---------- SUPPLIED RECORDS ----------
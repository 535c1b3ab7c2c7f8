#![forbid(unsafe_code)]

//! Keyed registry of long-lived connections.
//!
//! A registry owns its channels. Replacing or removing an entry closes the
//! old channel before handing it back, so at most one live connection exists
//! per id.
//!
//! # Invariants
//!
//! - Iteration order is the lexical order of ids.
//! - [`close_all`](ChannelRegistry::close_all) leaves the registry empty.

use std::collections::BTreeMap;
use std::fmt;

use super::event_stream::EventStream;
use super::socket::Socket;
use super::status::ConnectionStatus;

/// A connection a [`ChannelRegistry`] can own.
pub trait Channel {
    /// Close without reconnecting.
    fn close(&self);
    fn status(&self) -> ConnectionStatus;
}

impl Channel for Socket {
    fn close(&self) {
        Socket::close(self, None, None);
    }

    fn status(&self) -> ConnectionStatus {
        Socket::status(self).get()
    }
}

impl Channel for EventStream {
    fn close(&self) {
        EventStream::close(self);
    }

    fn status(&self) -> ConnectionStatus {
        EventStream::status(self).get()
    }
}

/// Registry key.
#[derive(Debug, Clone, PartialEq, Eq, PartialOrd, Ord, Hash)]
pub struct ChannelId(String);

impl ChannelId {
    #[must_use]
    pub fn as_str(&self) -> &str {
        &self.0
    }
}

impl From<&str> for ChannelId {
    fn from(id: &str) -> Self {
        Self(id.to_string())
    }
}

impl From<String> for ChannelId {
    fn from(id: String) -> Self {
        Self(id)
    }
}

impl fmt::Display for ChannelId {
    fn fmt(&self, f: &mut fmt::Formatter<'_>) -> fmt::Result {
        f.write_str(&self.0)
    }
}

/// Connections keyed by [`ChannelId`].
pub struct ChannelRegistry<H: Channel> {
    channels: BTreeMap<ChannelId, H>,
}

impl<H: Channel> Default for ChannelRegistry<H> {
    fn default() -> Self {
        Self::new()
    }
}

impl<H: Channel> fmt::Debug for ChannelRegistry<H> {
    fn fmt(&self, f: &mut fmt::Formatter<'_>) -> fmt::Result {
        f.debug_map()
            .entries(self.channels.iter().map(|(id, ch)| (id, ch.status())))
            .finish()
    }
}

impl<H: Channel> ChannelRegistry<H> {
    #[must_use]
    pub fn new() -> Self {
        Self {
            channels: BTreeMap::new(),
        }
    }

    /// Register `channel` under `id`. A channel already registered there is
    /// closed and returned.
    pub fn insert(&mut self, id: impl Into<ChannelId>, channel: H) -> Option<H> {
        let id = id.into();
        let old = self.channels.insert(id.clone(), channel);
        if let Some(old) = &old {
            tracing::debug!(channel = %id, "replacing registered channel");
            old.close();
        }
        old
    }

    #[must_use]
    pub fn get(&self, id: &str) -> Option<&H> {
        self.channels.get(&ChannelId::from(id))
    }

    /// The channel under `id`, creating it with `make` if absent.
    pub fn get_or_insert_with(&mut self, id: impl Into<ChannelId>, make: impl FnOnce() -> H) -> &H {
        self.channels.entry(id.into()).or_insert_with(make)
    }

    /// Unregister and close the channel under `id`.
    pub fn remove(&mut self, id: &str) -> Option<H> {
        let old = self.channels.remove(&ChannelId::from(id))?;
        old.close();
        Some(old)
    }

    /// Close every channel and empty the registry.
    pub fn close_all(&mut self) {
        for (id, channel) in std::mem::take(&mut self.channels) {
            tracing::trace!(channel = %id, "closing channel");
            channel.close();
        }
    }

    pub fn ids(&self) -> impl Iterator<Item = &ChannelId> {
        self.channels.keys()
    }

    #[must_use]
    pub fn len(&self) -> usize {
        self.channels.len()
    }

    #[must_use]
    pub fn is_empty(&self) -> bool {
        self.channels.is_empty()
    }
}

#[cfg(test)]
mod tests {
    use super::*;
    use crate::connection::options::{EventStreamOptions, SocketOptions};
    use crate::connection::testing::MockConnector;
    use cadence_core::Scheduler;

    #[test]
    fn insert_replaces_and_closes() {
        let (sched, _lab) = Scheduler::lab();
        let net = MockConnector::new();
        let mut reg = ChannelRegistry::new();
        reg.insert("chat", Socket::new("wss://a", net.clone(), &sched, SocketOptions::default()));
        net.simulate_open();

        let old = reg
            .insert("chat", Socket::new("wss://b", net.clone(), &sched, SocketOptions::default()))
            .unwrap();
        assert_eq!(Channel::status(&old), ConnectionStatus::Closed);
        assert_eq!(reg.get("chat").unwrap().url(), "wss://b");
        assert_eq!(reg.len(), 1);
    }

    #[test]
    fn get_or_insert_with_creates_once() {
        let (sched, _lab) = Scheduler::lab();
        let net = MockConnector::new();
        let mut reg = ChannelRegistry::new();
        for _ in 0..3 {
            reg.get_or_insert_with("feed", || {
                EventStream::new("https://a/sse", net.clone(), &sched, EventStreamOptions::default())
            });
        }
        assert_eq!(net.attempts(), 1);
    }

    #[test]
    fn remove_and_close_all() {
        let (sched, _lab) = Scheduler::lab();
        let net = MockConnector::new();
        let mut reg = ChannelRegistry::new();
        for id in ["b", "a", "c"] {
            reg.insert(id, EventStream::new("https://x", net.clone(), &sched, EventStreamOptions::default()));
        }
        let ids: Vec<&str> = reg.ids().map(ChannelId::as_str).collect();
        assert_eq!(ids, ["a", "b", "c"]);

        let removed = reg.remove("b").unwrap();
        assert_eq!(Channel::status(&removed), ConnectionStatus::Closed);
        assert!(reg.remove("b").is_none());

        reg.close_all();
        assert!(reg.is_empty());
    }
}
impl Link {
    pub(crate) fn new(
        config: LinkConfig,
        connector: Box<dyn Connector>,
        scheduler: &Scheduler,
    ) -> Rc<Self> {
        Rc::new_cyclic(|this| Self {
            kind: config.kind,
            request: config.request,
            policy: config.reconnect,
            heartbeat: config.heartbeat,
            connector: RefCell::new(connector),
            state: RefCell::new(LinkState {
                transport: None,
                generation: 0,
                retries: 0,
                connect_attempts: 0,
                explicitly_closed: false,
                reconnect: TimerSlot::new(scheduler),
                heartbeat: TimerSlot::new(scheduler),
            }),
            inbox: RefCell::new(VecDeque::new()),
            busy: Cell::new(false),
            callbacks: RefCell::new(config.callbacks),
            status: Observable::new(ConnectionStatus::Closed),
            data: Observable::new(None),
            event: Observable::new(None),
            last_event_id: Observable::new(None),
            error: Observable::new(None),
            this: this.clone(),
        })
    }

    pub(crate) fn url(&self) -> &str {
        &self.request.url
    }

    pub(crate) fn retry_count(&self) -> u32 {
        self.state.borrow().retries
    }

    pub(crate) fn connect_attempts(&self) -> u64 {
        self.state.borrow().connect_attempts
    }

    pub(crate) fn is_transport_live(&self) -> bool {
        self.state.borrow().transport.is_some()
    }

    pub(crate) fn is_reconnect_pending(&self) -> bool {
        self.state.borrow().reconnect.is_armed()
    }

    pub(crate) fn is_current(&self, generation: u64) -> bool {
        self.state
            .try_borrow()
            .is_ok_and(|state| state.generation == generation && state.transport.is_some())
    }

    // ─── Operations ──────────────────────────────────────────────────────────

    /// Run `op` as one operation: transport events raised inside it are
    /// dispatched after it returns.
    fn operation<R>(&self, op: impl FnOnce() -> R) -> R {
        let nested = self.busy.replace(true);
        let out = op();
        if !nested {
            self.busy.set(false);
            self.drain();
        }
        out
    }

    /// Explicit open: resets the retry budget and cancels a pending reconnect.
    pub(crate) fn open(&self) {
        self.operation(|| {
            {
                let mut state = self.state.borrow_mut();
                state.explicitly_closed = false;
                state.retries = 0;
                state.reconnect.clear();
            }
            self.connect();
        });
    }

    pub(crate) fn close(&self, code: Option<u16>, reason: Option<&str>) {
        self.operation(|| {
            let status = self.status.get();
            let transport = {
                let mut state = self.state.borrow_mut();
                state.explicitly_closed = true;
                state.reconnect.clear();
                state.heartbeat.clear();
                match self.kind {
                    LinkKind::Duplex => None,
                    LinkKind::Push => {
                        state.generation += 1;
                        state.transport.take()
                    }
                }
            };
            match self.kind {
                LinkKind::Duplex => {
                    if matches!(status, ConnectionStatus::Open | ConnectionStatus::Connecting) {
                        self.status.set(ConnectionStatus::Closing);
                        tracing::debug!(url = %self.url(), ?code, "closing");
                        if let Some(t) = self.state.borrow_mut().transport.as_mut() {
                            t.close(code, reason);
                        }
                    }
                }
                LinkKind::Push => {
                    if let Some(mut t) = transport {
                        t.close(code, reason);
                    }
                    tracing::debug!(url = %self.url(), "stream closed");
                    self.status.set(ConnectionStatus::Closed);
                }
            }
        });
    }

    pub(crate) fn send(&self, payload: &str) -> Result<(), ConnectionError> {
        self.operation(|| {
            let status = self.status.get();
            if !status.is_open() {
                return Err(ConnectionError::NotOpen { status });
            }
            let mut state = self.state.borrow_mut();
            match state.transport.as_mut() {
                Some(t) => t.send(payload).map_err(ConnectionError::from),
                None => Err(ConnectionError::NotOpen { status }),
            }
        })
    }

    /// Dispose of any current transport and create a new one.
    fn connect(&self) {
        let (previous, generation, attempt) = {
            let mut state = self.state.borrow_mut();
            state.generation += 1;
            state.connect_attempts += 1;
            state.heartbeat.clear();
            (state.transport.take(), state.generation, state.connect_attempts)
        };
        if let Some(mut old) = previous {
            if matches!(
                old.ready_state(),
                ConnectionStatus::Open | ConnectionStatus::Connecting
            ) {
                old.close(None, None);
            }
            tracing::debug!(url = %self.url(), "previous transport disposed");
        }

        self.status.set(ConnectionStatus::Connecting);
        tracing::debug!(url = %self.url(), attempt, "connecting");

        let events = TransportEvents::new(self.this.clone(), generation);
        let result = self.connector.borrow_mut().connect(&self.request, events);
        match result {
            Ok(transport) => {
                let abandoned = {
                    let mut state = self.state.borrow_mut();
                    let current = state.generation == generation;
                    if current && !state.explicitly_closed {
                        state.transport = Some(transport);
                        None
                    } else {
                        Some((transport, current))
                    }
                };
                if let Some((mut t, current)) = abandoned {
                    if matches!(
                        t.ready_state(),
                        ConnectionStatus::Open | ConnectionStatus::Connecting
                    ) {
                        t.close(None, None);
                    }
                    drop(t);
                    tracing::debug!(url = %self.url(), "transport closed before adoption");
                    if current {
                        self.handle_closed(&CloseEvent::normal());
                    }
                }
            }
            Err(err) => {
                tracing::debug!(url = %self.url(), error = %err, "connect failed");
                let mut inbox = self.inbox.borrow_mut();
                inbox.push_back((generation, TransportEvent::Error(err)));
                inbox.push_back((generation, TransportEvent::Closed(CloseEvent::abnormal())));
            }
        }
    }

    fn reconnect(&self) {
        self.operation(|| {
            if self.state.borrow().explicitly_closed {
                return;
            }
            self.connect();
        });
    }

    fn heartbeat_tick(&self) {
        let Some(message) = self.heartbeat.as_ref().map(|h| h.message.as_str()) else {
            return;
        };
        self.operation(|| {
            if !self.status.get().is_open() {
                return;
            }
            let result = {
                let mut state = self.state.borrow_mut();
                state.transport.as_mut().map(|t| t.send(message))
            };
            if let Some(Err(err)) = result {
                tracing::warn!(url = %self.url(), error = %err, "heartbeat send failed");
            }
        });
    }

    // ─── Event dispatch ──────────────────────────────────────────────────────

    pub(crate) fn enqueue(&self, generation: u64, event: TransportEvent) {
        self.inbox.borrow_mut().push_back((generation, event));
        self.drain();
    }

    fn drain(&self) {
        if self.busy.replace(true) {
            return;
        }
        loop {
            let next = self.inbox.borrow_mut().pop_front();
            let Some((generation, event)) = next else { break };
            let current = self.state.borrow().generation;
            if generation != current {
                tracing::trace!(url = %self.url(), generation, current, "stale transport event dropped");
                continue;
            }
            self.dispatch(event);
        }
        self.busy.set(false);
    }

    fn dispatch(&self, event: TransportEvent) {
        match event {
            TransportEvent::Opened => self.handle_opened(),
            TransportEvent::Message(message) => self.handle_message(message),
            TransportEvent::Error(err) => self.handle_error(err),
            TransportEvent::Closed(close) => self.handle_closed(&close),
        }
    }

    fn handle_opened(&self) {
        if self.state.borrow().explicitly_closed {
            let mut state = self.state.borrow_mut();
            if let Some(t) = state.transport.as_mut()
                && matches!(
                    t.ready_state(),
                    ConnectionStatus::Open | ConnectionStatus::Connecting
                )
            {
                t.close(None, None);
            }
            tracing::debug!(url = %self.url(), "open after close ignored");
            return;
        }
        {
            let mut state = self.state.borrow_mut();
            state.retries = 0;
            if self.kind == LinkKind::Duplex
                && let Some(hb) = &self.heartbeat
            {
                let weak = self.this.clone();
                state.heartbeat.arm_interval(hb.interval, move || {
                    if let Some(link) = weak.upgrade() {
                        link.heartbeat_tick();
                    }
                });
            }
        }
        self.error.set(None);
        self.status.set(ConnectionStatus::Open);
        tracing::debug!(url = %self.url(), "open");
        if let Some(f) = self.callbacks.borrow_mut().on_connected.as_mut() {
            f();
        }
    }

    fn handle_message(&self, message: MessageEvent) {
        self.data.replace(Some(message.data.clone()));
        if self.kind == LinkKind::Push {
            self.event.replace(Some(message.event_name().to_string()));
            if let Some(id) = &message.last_event_id {
                self.last_event_id.set(Some(id.clone()));
            }
        }
        if let Some(f) = self.callbacks.borrow_mut().on_message.as_mut() {
            f(&message);
        }
    }

    fn handle_error(&self, err: TransportError) {
        tracing::debug!(url = %self.url(), error = %err, "transport error");
        self.error.replace(Some(err.clone()));
        if let Some(f) = self.callbacks.borrow_mut().on_error.as_mut() {
            f(&err);
        }
        let closed = self
            .state
            .borrow()
            .transport
            .as_ref()
            .is_some_and(|t| t.ready_state().is_closed());
        if closed {
            self.handle_closed(&CloseEvent::abnormal());
        }
    }

    fn handle_closed(&self, close: &CloseEvent) {
        let (outcome, finished) = {
            let mut state = self.state.borrow_mut();
            state.generation += 1;
            state.heartbeat.clear();
            let finished = state.transport.take();
            let outcome = if state.explicitly_closed {
                CloseOutcome::Stay
            } else if self.policy.allows(state.retries) {
                state.retries += 1;
                CloseOutcome::Reconnect {
                    attempt: state.retries,
                }
            } else if self.policy == ReconnectPolicy::Disabled {
                CloseOutcome::Stay
            } else {
                CloseOutcome::Exhausted
            };
            if let (CloseOutcome::Reconnect { .. }, Some(delay)) = (&outcome, self.policy.delay()) {
                let weak = self.this.clone();
                state.reconnect.arm_timeout(delay, move || {
                    if let Some(link) = weak.upgrade() {
                        link.reconnect();
                    }
                });
            }
            (outcome, finished)
        };
        drop(finished);

        self.status.set(ConnectionStatus::Closed);
        tracing::debug!(url = %self.url(), code = close.code, clean = close.was_clean, "closed");
        match outcome {
            CloseOutcome::Reconnect { attempt } => {
                tracing::debug!(url = %self.url(), attempt, "reconnect scheduled");
            }
            CloseOutcome::Exhausted => {
                tracing::warn!(url = %self.url(), "reconnect attempts exhausted");
            }
            CloseOutcome::Stay => {}
        }
        if let Some(f) = self.callbacks.borrow_mut().on_disconnected.as_mut() {
            f(close);
        }
    }
}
----------
- [ASSIGNED TASK]
Search the data above for the string "policy" and return every line that has it.

- [RESPONSE TO THIS TASK]
            policy: config.reconnect,
            } else if self.policy.allows(state.retries) {
            } else if self.policy == ReconnectPolicy::Disabled {
            if let (CloseOutcome::Reconnect { .. }, Some(delay)) = (&outcome, self.policy.delay()) {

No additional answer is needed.